Ahora bien, recordemos que la Santísima Virgen es Mediadora de todas las gracias, de la gracia elevante y cooperante como de la gracia preveniente y excitante. Respecto de esta gracia elevante y concomitante, nuestra divina Madre ejerce, después de Dios y de Jesús, la múltiple influencia que hemos descrito precedentemente; Ella nos la destina, la pide por nosotros y también nos la aplica como «Administradora principal de la distribución de las gracias» . En la medida en que la Santísima Virgen es principio y causa subordinada de la gracia, Ella es también, por debajo de Dios y de Cristo, el principio de nuestras acciones sobrenaturales. Y así podemos aplicar a la Santísima Virgen lo que San Pablo afirma de la gracia de Dios: «He trabajado…, pero no yo, sino la gracia de María conmigo».

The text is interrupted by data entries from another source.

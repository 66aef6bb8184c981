use secrecy::SecretString;
use service_core::config::{self as core_config, get_env, split_list, Environment};
use service_core::error::AppError;
use service_core::middleware::CorsPolicy;
use std::env;
use std::time::Duration;

use crate::services::responder::dialogflow::DIALOGFLOW_API_BASE;

#[derive(Debug, Clone)]
pub struct ChatConfig {
    pub common: core_config::Config,
    pub environment: Environment,
    pub store: StoreConfig,
    pub responder: ResponderConfig,
    pub cors: CorsPolicy,
    pub otlp_endpoint: Option<String>,
}

#[derive(Debug, Clone)]
pub struct StoreConfig {
    pub backend: StoreBackend,
    pub database_url: Option<String>,
    pub max_connections: u32,
    pub min_connections: u32,
}

#[derive(Debug, Clone, Copy, PartialEq, Eq)]
pub enum StoreBackend {
    Memory,
    Postgres,
}

#[derive(Debug, Clone)]
pub struct ResponderConfig {
    pub kind: ResponderKind,
    pub project_id: Option<String>,
    pub access_token: Option<SecretString>,
    pub endpoint: String,
    pub language_code: String,
    pub upstream_timeout: Duration,
}

#[derive(Debug, Clone, Copy, PartialEq, Eq)]
pub enum ResponderKind {
    Pattern,
    Dialogflow,
}

impl ChatConfig {
    pub fn load() -> Result<Self, AppError> {
        // Load common config (handles .env and APP__ prefix)
        let mut common = core_config::Config::load()?;
        if let Ok(level) = env::var("LOG_LEVEL") {
            common.log_level = level;
        }

        let environment = Environment::current();
        let is_prod = environment.is_prod();

        let store = StoreConfig {
            backend: get_env("CHAT_STORE_BACKEND", Some("memory"), false)?
                .parse()
                .map_err(|e: String| AppError::ConfigError(anyhow::anyhow!(e)))?,
            database_url: env::var("DATABASE_URL").ok(),
            max_connections: parse_number("DATABASE_MAX_CONNECTIONS", 10)?,
            min_connections: parse_number("DATABASE_MIN_CONNECTIONS", 1)?,
        };
        if store.backend == StoreBackend::Postgres && store.database_url.is_none() {
            return Err(AppError::ConfigError(anyhow::anyhow!(
                "DATABASE_URL is required when CHAT_STORE_BACKEND=postgres"
            )));
        }

        let responder = ResponderConfig {
            kind: get_env("CHAT_RESPONDER", Some("pattern"), false)?
                .parse()
                .map_err(|e: String| AppError::ConfigError(anyhow::anyhow!(e)))?,
            project_id: env::var("DIALOGFLOW_PROJECT_ID").ok().filter(|v| !v.is_empty()),
            access_token: env::var("DIALOGFLOW_ACCESS_TOKEN")
                .ok()
                .filter(|v| !v.is_empty())
                .map(SecretString::new),
            endpoint: get_env("DIALOGFLOW_ENDPOINT", Some(DIALOGFLOW_API_BASE), false)?,
            language_code: get_env("CHAT_LANGUAGE_CODE", Some("es"), false)?,
            upstream_timeout: Duration::from_millis(parse_number("CHAT_UPSTREAM_TIMEOUT_MS", 5000)?),
        };
        if responder.kind == ResponderKind::Dialogflow
            && (responder.project_id.is_none() || responder.access_token.is_none())
        {
            return Err(AppError::ConfigError(anyhow::anyhow!(
                "DIALOGFLOW_PROJECT_ID and DIALOGFLOW_ACCESS_TOKEN are required when CHAT_RESPONDER=dialogflow"
            )));
        }

        let cors = CorsPolicy {
            allow_any: environment == Environment::Development,
            origins: split_list(&get_env(
                "CORS_ALLOWED_ORIGINS",
                Some("http://localhost:3000,http://localhost:5173"),
                false,
            )?),
            origin_suffixes: split_list(&get_env(
                "CORS_ALLOWED_ORIGIN_SUFFIXES",
                Some(".vercel.app"),
                false,
            )?),
        };
        if is_prod && cors.origins.is_empty() && cors.origin_suffixes.is_empty() {
            tracing::warn!("No CORS origins configured; browsers will be refused");
        }

        Ok(ChatConfig {
            common,
            environment,
            store,
            responder,
            cors,
            otlp_endpoint: env::var("OTLP_ENDPOINT").ok().filter(|v| !v.is_empty()),
        })
    }

    /// Configuration for tests and embedding: in-memory store, pattern
    /// responder, any free port, localhost and preview-domain CORS.
    pub fn for_tests() -> Self {
        ChatConfig {
            common: core_config::Config {
                port: 0,
                log_level: "info".to_string(),
            },
            environment: Environment::Dev,
            store: StoreConfig {
                backend: StoreBackend::Memory,
                database_url: None,
                max_connections: 5,
                min_connections: 1,
            },
            responder: ResponderConfig {
                kind: ResponderKind::Pattern,
                project_id: None,
                access_token: None,
                endpoint: DIALOGFLOW_API_BASE.to_string(),
                language_code: "es".to_string(),
                upstream_timeout: Duration::from_millis(5000),
            },
            cors: CorsPolicy {
                allow_any: false,
                origins: vec!["http://localhost:5173".to_string()],
                origin_suffixes: vec![".vercel.app".to_string()],
            },
            otlp_endpoint: None,
        }
    }
}

impl std::str::FromStr for StoreBackend {
    type Err = String;

    fn from_str(s: &str) -> Result<Self, Self::Err> {
        match s.to_lowercase().as_str() {
            "memory" => Ok(StoreBackend::Memory),
            "postgres" | "postgresql" => Ok(StoreBackend::Postgres),
            _ => Err(format!("Invalid store backend: {}", s)),
        }
    }
}

impl std::str::FromStr for ResponderKind {
    type Err = String;

    fn from_str(s: &str) -> Result<Self, Self::Err> {
        match s.to_lowercase().as_str() {
            "pattern" => Ok(ResponderKind::Pattern),
            "dialogflow" => Ok(ResponderKind::Dialogflow),
            _ => Err(format!("Invalid responder: {}", s)),
        }
    }
}

fn parse_number<T: std::str::FromStr>(key: &str, default: T) -> Result<T, AppError> {
    match env::var(key) {
        Ok(raw) => raw.trim().parse().map_err(|_| {
            AppError::ConfigError(anyhow::anyhow!("{} must be a number, got {:?}", key, raw))
        }),
        Err(_) => Ok(default),
    }
}
pub mod chat;
pub mod health;

pub use chat::{create_session, get_messages, send_message, session_exists};
pub use health::{health_check, metrics_endpoint, not_found, readiness_check, root, status};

A la luz de estas verdades, las palabras de Montfort adquieren un significado claro, impresionante y profundo: «Es menester… ponerse en las manos de la Santísima Virgen, a fin de que Ella obre en nosotros, y haga de nosotros y por nosotros cuanto le plazca».
Comprendemos así que hay algo de más importante aún que obrar según el gusto de Nuestra Señora, y es dejarla obrar, dejarla hacer en nosotros y por nosotros todo lo que le plazca.
De este modo llegamos a hablar de la pasividad que, en cierto sentido y en cierta medida, debemos aportar en el ejercicio de la vida espiritual, y en particular de la vida mariana.
Desde ahora pedimos a nuestros lectores que hagan lo que el Padre Poppe, según la enseñanza de Montfort, recomendaba tan frecuentemente y practicaba tal fielmente para sí mismo: ponerse, al comienzo y en el curso de sus acciones, sobre todo de sus ejercicios de piedad, apacible y profundamente bajo la influencia santificante de la Mediadora de todas las gracias, y entregarse y abandonarse a su acción beneficiosa.
Nuestro gran y querido Santo y su fiel discípulo están de acuerdo en avisarnos que, si en este acto no encontramos ninguna dulzura o consuelo sensible, no deja por eso de ser verdadero y de producir su efecto, que es facilitar en nuestra alma la operación santificadora del Espíritu Santo de Dios y de su purísima e indisoluble Esposa, María.